Should We Abandon LSTM for CNN?

Geoffrey So

Published in

AI/ML at Symantec

10 min readMar 29, 2019

Introduction

It always depends. It depends on the specific problem, the data available and the time you are willing to spend.

The character “Data” from Star Trek: The Next Generation falling for a trap. Image Source: https://blackboxlabs.github.io/2018/04/18/machine-learning-dont-fall-into-this-data-trap/

For the casual readers not steeped in machine learning: you may wonder, what is an LSTM? It is not a cable news alternative. LSTM stands for Long Short-Term Memory, a type of computer neural network usually used to predict sequences of data. CNN on the other hand stands for Convolutional Neural Network, another type of computer neural network that is often used for classifying images. So why the question about abandoning one (LSTM) for the other (CNN)? That is because recently there’s literature that points out that CNN can achieve what LSTM has been used for and great at, namely predicting sequences, but in a much faster, more computationally efficient manner.
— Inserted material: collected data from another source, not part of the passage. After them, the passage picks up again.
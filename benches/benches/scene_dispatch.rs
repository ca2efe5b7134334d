// Copyright 2026 the Trellis Authors
// SPDX-License-Identifier: Apache-2.0 OR MIT

use criterion::{BatchSize, Criterion, Throughput, black_box, criterion_group, criterion_main};
use kurbo::{Point, Rect, Vec2};
use trellis_router::EventRouter;
use trellis_scene::{Container, Event, EventCx, EventKind, NodeId, Scene, Widget};

/// Claims hover and button events, like a module panel in a rack.
struct Module;

impl Widget for Module {
    fn on_event(&mut self, cx: &mut EventCx<'_>, event: &mut Event) {
        cx.recurse(event);
        if event.is_propagating()
            && matches!(event.kind(), EventKind::Hover { .. } | EventKind::Button { .. })
        {
            event.consume(cx.id());
        }
    }
}

/// `n` x `n` modules of 40x40, each holding four 10x10 knobs.
fn gen_rack(n: usize) -> (Scene, NodeId) {
    let mut scene = Scene::new();
    let side = n as f64 * 40.0;
    let root = scene.insert(Container, Rect::new(0.0, 0.0, side, side));
    for y in 0..n {
        for x in 0..n {
            let x0 = x as f64 * 40.0;
            let y0 = y as f64 * 40.0;
            let module = scene.insert(Module, Rect::new(x0, y0, x0 + 40.0, y0 + 40.0));
            scene.add_child(root, module).unwrap();
            for k in 0..4 {
                let kx = 5.0 + (k % 2) as f64 * 20.0;
                let ky = 5.0 + (k / 2) as f64 * 20.0;
                let knob = scene.insert(Module, Rect::new(kx, ky, kx + 10.0, ky + 10.0));
                scene.add_child(module, knob).unwrap();
            }
        }
    }
    (scene, root)
}

#[derive(Clone)]
struct Rng(u64);

impl Rng {
    fn new(seed: u64) -> Self {
        Self(seed)
    }
    fn next_u64(&mut self) -> u64 {
        let mut x = self.0;
        x ^= x << 13;
        x ^= x >> 7;
        x ^= x << 17;
        self.0 = x;
        x
    }
    fn next_f64(&mut self) -> f64 {
        let v = self.next_u64() >> 11;
        (v as f64) / ((1u64 << 53) as f64)
    }
}

fn gen_points(count: usize, extent: f64) -> Vec<Point> {
    let mut rng = Rng::new(0xCAFE_F00D_DEAD_BEEF);
    (0..count)
        .map(|_| Point::new(rng.next_f64() * extent, rng.next_f64() * extent))
        .collect()
}

fn bench_dispatch(c: &mut Criterion) {
    let mut group = c.benchmark_group("dispatch_hover");
    for &n in &[8usize, 16, 32] {
        let (mut scene, root) = gen_rack(n);
        let points = gen_points(256, n as f64 * 40.0);
        group.throughput(Throughput::Elements(points.len() as u64));
        group.bench_function(format!("rack_n{}", n), |b| {
            b.iter(|| {
                let mut claimed = 0_usize;
                for &pos in &points {
                    let mut event = Event::new(EventKind::Hover {
                        pos,
                        mouse_delta: Vec2::ZERO,
                    });
                    scene.dispatch(root, &mut event);
                    claimed += usize::from(event.target().is_some());
                }
                black_box(claimed);
            });
        });
    }
    group.finish();
}

fn bench_router_hover(c: &mut Criterion) {
    let mut group = c.benchmark_group("router_hover");
    for &n in &[8usize, 32] {
        let points = gen_points(256, n as f64 * 40.0);
        group.throughput(Throughput::Elements(points.len() as u64));
        group.bench_function(format!("sweep_n{}", n), |b| {
            b.iter_batched(
                || {
                    let (scene, root) = gen_rack(n);
                    (scene, EventRouter::new(root))
                },
                |(mut scene, mut router)| {
                    let mut last = Point::ZERO;
                    for &pos in &points {
                        router.handle_hover(&mut scene, pos, pos - last);
                        last = pos;
                    }
                    black_box(router.hovered());
                },
                BatchSize::LargeInput,
            );
        });
    }
    group.finish();
}

fn bench_structure(c: &mut Criterion) {
    let mut group = c.benchmark_group("structure");
    group.bench_function("build_rack_n32", |b| {
        b.iter(|| black_box(gen_rack(32).0.len()));
    });
    group.bench_function("delete_half_rack_n32", |b| {
        b.iter_batched(
            || gen_rack(32),
            |(mut scene, root)| {
                let modules = scene.children_of(root).to_vec();
                for id in modules.into_iter().step_by(2) {
                    scene.request_delete(id);
                }
                let mut canvas = trellis_scene::RecordingCanvas::new();
                scene.step(root, &mut canvas);
                black_box(scene.take_finalized().len());
            },
            BatchSize::LargeInput,
        );
    });
    group.finish();
}

criterion_group!(benches, bench_dispatch, bench_router_hover, bench_structure);
criterion_main!(benches);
· http://arxiv.org/abs/1509.01626

· https://arxiv.org/abs/1803.01271

· https://towardsdatascience.com/the-fall-of-rnn-lstm-2d1594c74ce0

If the articles and blogs are true, then why are people still bothering with LSTM (or other flavors of recurrent neural networks)? As any good scientist interested in this subject, I tried to reproduce results from these papers with data that I have access to. If the claims of CNN superiority are true, then I expect to find the same results with my data, and CNNs should come out on top of LSTMs. And if I find that CNN does not come out on top, then maybe the claims that CNNs are better need refinement. Maybe CNN is often better, or only better under certain conditions; wouldn’t be the doom and gloom for all LSTM as others may have you believe from catchy titles.

Background on CNN/LSTM

CNN

So what makes a CNN different than a LSTM? To see what makes a CNN, I will show a picture representation of what the neural network sees (captured as features) in different layers, hopefully giving you a high-level understanding of what goes on under the hood of this complex machinery.
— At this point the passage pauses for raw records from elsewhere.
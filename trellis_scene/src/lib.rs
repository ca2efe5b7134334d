// Copyright 2026 the Trellis Authors
// SPDX-License-Identifier: Apache-2.0 OR MIT

//! Trellis Scene: a Kurbo-native retained scene graph for patching-style UIs.
//!
//! A [`Scene`] is a generational arena of nodes. Each node has a box in its parent's
//! space, a visibility flag, an ordered list of children, and a boxed [`Widget`] that
//! supplies its behavior.
//!
//! - Children are ordered bottom to top: the last child added is the topmost.
//! - Positional events ([`Propagation::Positional`]) reach the topmost visible child
//!   containing the point, in that child's local coordinates, and stop at the first claim.
//! - Broadcast events visit every child; direct events reach only the addressed node.
//! - Drawing visits visible children bottom first, culled against the clip box, in any
//!   number of layers.
//! - Deletion is deferred: handlers tombstone a node with [`Scene::request_delete`] and its
//!   parent destroys it during the next [`Scene::step`].
//!
//! ## Where this fits
//!
//! - Scene: structure, geometry, dispatch and drawing (this crate).
//! - Router: turns raw window input into scene events and tracks hover, drag and
//!   selection (`trellis_router`).
//! - Cache: a widget that renders its subtree to an offscreen image (`trellis_cache`).
//!
//! Graphics go through the [`Canvas`] trait; [`RecordingCanvas`] is a headless backend
//! used by tests.
//!
//! ## Minimal usage
//!
//! ```
//! use trellis_scene::{Container, Event, EventKind, Scene};
//! use kurbo::{Point, Rect, Vec2};
//!
//! let mut scene = Scene::new();
//! let root = scene.insert(Container, Rect::new(0.0, 0.0, 200.0, 200.0));
//! let a = scene.insert(Container, Rect::new(10.0, 10.0, 60.0, 60.0));
//! let b = scene.insert(Container, Rect::new(40.0, 40.0, 120.0, 120.0));
//! scene.add_child(root, a).unwrap();
//! scene.add_child(root, b).unwrap();
//!
//! // `b` was added last, so it is on top.
//! assert_eq!(scene.children_of(root), &[a, b]);
//!
//! let mut hover = Event::new(EventKind::Hover {
//!     pos: Point::new(50.0, 50.0),
//!     mouse_delta: Vec2::ZERO,
//! });
//! scene.dispatch(root, &mut hover);
//! // Plain containers never claim.
//! assert_eq!(hover.target(), None);
//!
//! assert_eq!(
//!     scene.absolute_offset(b, Point::new(1.0, 1.0), None),
//!     Some(Point::new(41.0, 41.0))
//! );
//! ```
//!
//! This crate is `no_std` and uses `alloc`.

#![no_std]

extern crate alloc;

mod canvas;
mod error;
mod event;
mod scene;
mod types;
mod widget;

pub use canvas::{Canvas, CanvasError, CanvasOp, ImageId, RecordingCanvas, Rgba};
pub use error::{RejectedState, SceneError};
pub use event::{Event, EventKind, InputAction, KeyInput, Modifiers, MouseButton, Propagation};
pub use scene::{EMPTY_BOUNDS, Scene};
pub use types::{NodeFlags, NodeId};
pub use widget::{Container, DrawCx, EventCx, StepCx, Widget};
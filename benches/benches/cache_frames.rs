// Copyright 2026 the Trellis Authors
// SPDX-License-Identifier: Apache-2.0 OR MIT

use criterion::{BatchSize, Criterion, black_box, criterion_group, criterion_main};
use kurbo::{Affine, Rect};
use trellis_cache::{CacheConfig, RenderCache};
use trellis_scene::{
    Canvas, CanvasOp, Container, DrawCx, NodeId, RecordingCanvas, Rgba, Scene, Widget,
};

struct Swatch(Rgba);

impl Widget for Swatch {
    fn draw(&mut self, cx: &mut DrawCx<'_>) {
        let size = cx.rect().size();
        cx.canvas().fill_rect(size.to_rect(), self.0);
    }
}

/// `modules` caches side by side, each over a 16x16 grid of swatches.
fn gen_cached_rack(modules: usize, config: CacheConfig) -> (Scene, NodeId) {
    let mut scene = Scene::new();
    let root = scene.insert(
        Container,
        Rect::new(0.0, 0.0, modules as f64 * 64.0, 64.0),
    );
    for m in 0..modules {
        let x0 = m as f64 * 64.0;
        let cache = scene.insert(
            RenderCache::with_config(config),
            Rect::new(x0, 0.0, x0 + 64.0, 64.0),
        );
        scene.add_child(root, cache).unwrap();
        for i in 0..256 {
            let x = (i % 16) as f64 * 4.0;
            let y = (i / 16) as f64 * 4.0;
            let swatch = scene.insert(
                Swatch([0.2, 0.4, 0.8, 1.0]),
                Rect::new(x, y, x + 4.0, y + 4.0),
            );
            scene.add_child(cache, swatch).unwrap();
        }
    }
    (scene, root)
}

fn frame(scene: &mut Scene, root: NodeId, canvas: &mut RecordingCanvas, transform: Affine) {
    scene.step(root, canvas);
    canvas.take_ops();
    canvas.begin_frame(1024, 1024, 1.0);
    canvas.set_transform(transform);
    scene.draw(root, canvas);
    canvas.end_frame();
}

fn bench_frames(c: &mut Criterion) {
    let mut group = c.benchmark_group("cache_frames");
    for (name, bypassed) in [("cached", false), ("bypassed", true)] {
        let config = CacheConfig {
            bypassed,
            ..CacheConfig::default()
        };
        let (mut scene, root) = gen_cached_rack(16, config);
        let mut canvas = RecordingCanvas::new();
        frame(&mut scene, root, &mut canvas, Affine::IDENTITY);
        frame(&mut scene, root, &mut canvas, Affine::IDENTITY);
        group.bench_function(format!("steady_{name}"), |b| {
            b.iter(|| {
                frame(&mut scene, root, &mut canvas, Affine::IDENTITY);
                black_box(canvas.count(|op| matches!(op, CanvasOp::DrawImage { .. })));
            });
        });
    }
    group.bench_function("zoom_settle", |b| {
        b.iter_batched(
            || {
                let (mut scene, root) = gen_cached_rack(16, CacheConfig::default());
                let mut canvas = RecordingCanvas::new();
                frame(&mut scene, root, &mut canvas, Affine::IDENTITY);
                frame(&mut scene, root, &mut canvas, Affine::IDENTITY);
                (scene, root, canvas)
            },
            |(mut scene, root, mut canvas)| {
                for s in [1.5, 2.0, 2.0, 2.0] {
                    frame(&mut scene, root, &mut canvas, Affine::scale(s));
                }
                black_box(canvas.ops().len());
            },
            BatchSize::LargeInput,
        );
    });
    group.finish();
}

criterion_group!(benches, bench_frames);
criterion_main!(benches);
Image Source: https://www.kdnuggets.com/2016/11/intuitive-explanation-convolutional-neural-networks.html/3 Paper: http://web.eecs.umich.edu/~honglak/icml09-ConvolutionalDeepBeliefNetworks.pdf

In the lowest layer, the neurons in the network usually identify important small scale features, such as boundaries, corners and intensity differences. Then in higher layers, the network combines the lower level features to form more complex features such as simple shapes, forms and partial objects. And on the final layer, the network combines the lower features to form fully human recognizable objects. In this particular example, the layer 1 edge features are used to construct the layer 2 eyes and ears, which then get combined to resemble human faces.

One may ask, how does a CNN pick out the features in the first place? Great question! It does this by doing what is called a convolution (hence the name convolutional neural network). It is basically simple matrix multiplication, starting with randomly generated matrices (called “kernels” in machine learning speak).
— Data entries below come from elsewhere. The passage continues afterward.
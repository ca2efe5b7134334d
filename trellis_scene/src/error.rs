// Copyright 2026 the Trellis Authors
// SPDX-License-Identifier: Apache-2.0 OR MIT

//! Errors for structural scene operations.

use crate::types::NodeId;

/// Errors returned by structural [`Scene`](crate::Scene) operations.
///
/// These report misuse by the embedding application. The scene is left unchanged when
/// one is returned.
#[derive(Clone, Copy, Debug, PartialEq, Eq, thiserror::Error)]
pub enum SceneError {
    /// The id does not refer to a live node.
    #[error("node {0:?} is not alive")]
    Stale(NodeId),
    /// The child is already owned by a parent.
    #[error("node {child:?} is already a child of {parent:?}")]
    AlreadyParented {
        /// Node being added.
        child: NodeId,
        /// Its current parent.
        parent: NodeId,
    },
    /// The node is not a child of the given parent.
    #[error("node {child:?} is not a child of {parent:?}")]
    NotAChild {
        /// Node expected to be a child.
        child: NodeId,
        /// Expected parent.
        parent: NodeId,
    },
    /// The parent is the child itself or one of its descendants.
    #[error("adding {child:?} under {parent:?} would create a cycle")]
    Cycle {
        /// Node being added.
        child: NodeId,
        /// Requested parent.
        parent: NodeId,
    },
    /// The widget rejected a persisted state blob.
    #[error("node {0:?} rejected its saved state")]
    StateRejected(NodeId),
}

/// Returned by [`Widget::load_state`](crate::Widget::load_state) when a blob cannot be applied.
#[derive(Clone, Copy, Debug, Default, PartialEq, Eq, thiserror::Error)]
#[error("saved state could not be applied")]
pub struct RejectedState;
impl core::fmt::Debug for Scene {
    fn fmt(&self, f: &mut core::fmt::Formatter<'_>) -> core::fmt::Result {
        let total = self.nodes.len();
        let alive = self.nodes.iter().filter(|n| n.is_some()).count();
        let free = self.free_list.len();
        f.debug_struct("Scene")
            .field("nodes_total", &total)
            .field("nodes_alive", &alive)
            .field("free_list", &free)
            .field("pending_finalize", &self.finalized.len())
            .field("pending_release", &self.released.len())
            .finish_non_exhaustive()
    }
}

struct Node {
    generation: u32,
    parent: Option<NodeId>,
    children: Vec<NodeId>,
    rect: Rect,
    flags: NodeFlags,
    // Last zoom reported by the widget; read while the widget is checked out.
    zoom: f64,
    widget: Option<Box<dyn Widget>>,
}

impl Node {
    fn new(generation: u32, rect: Rect, widget: Box<dyn Widget>) -> Self {
        Self {
            generation,
            parent: None,
            children: Vec::new(),
            rect,
            flags: NodeFlags::default(),
            zoom: widget.zoom(),
            widget: Some(widget),
        }
    }

    fn zoom(&self) -> f64 {
        self.widget.as_ref().map_or(self.zoom, |w| w.zoom())
    }

    fn is_visible(&self) -> bool {
        self.flags.contains(NodeFlags::VISIBLE)
    }
}

#[derive(Copy, Clone, Debug)]
enum Placement {
    Top,
    Bottom,
    Below(NodeId),
    After(NodeId),
}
Image Source: https://hackernoon.com/visualizing-parts-of-convolutional-neural-networks-using-keras-and-cats-5cc01b214e59

The kernels are multiplied with different sections of the image and when it encounters a feature that matches well with the kernel, a signal results, indicating that image patch contains an important feature. Suppose the randomly generated kernel didn’t find a good feature (doesn’t get many signals) then it gets updated through the backpropagation algorithm so that it can improve (through a series of chain rule matrix multiplications). The kernel update helps the kernels transition from random matrices, to matrices which discriminate important features. For example, in the first layer of the network, the kernels adapt to find image edges. This self-improving backpropagation algorithm is the way the machine learning algorithm “learns” from the data it is being fed. The algorithm becomes better and better at capturing important features through many iterations or “epochs” of the same data.

Readers interested in learning hands-on how a CNN captures features can visit TensorFlow Playground. The site has a nice GUI that allows one to easily build a CNN and get real-time results from the machine learning algorithm.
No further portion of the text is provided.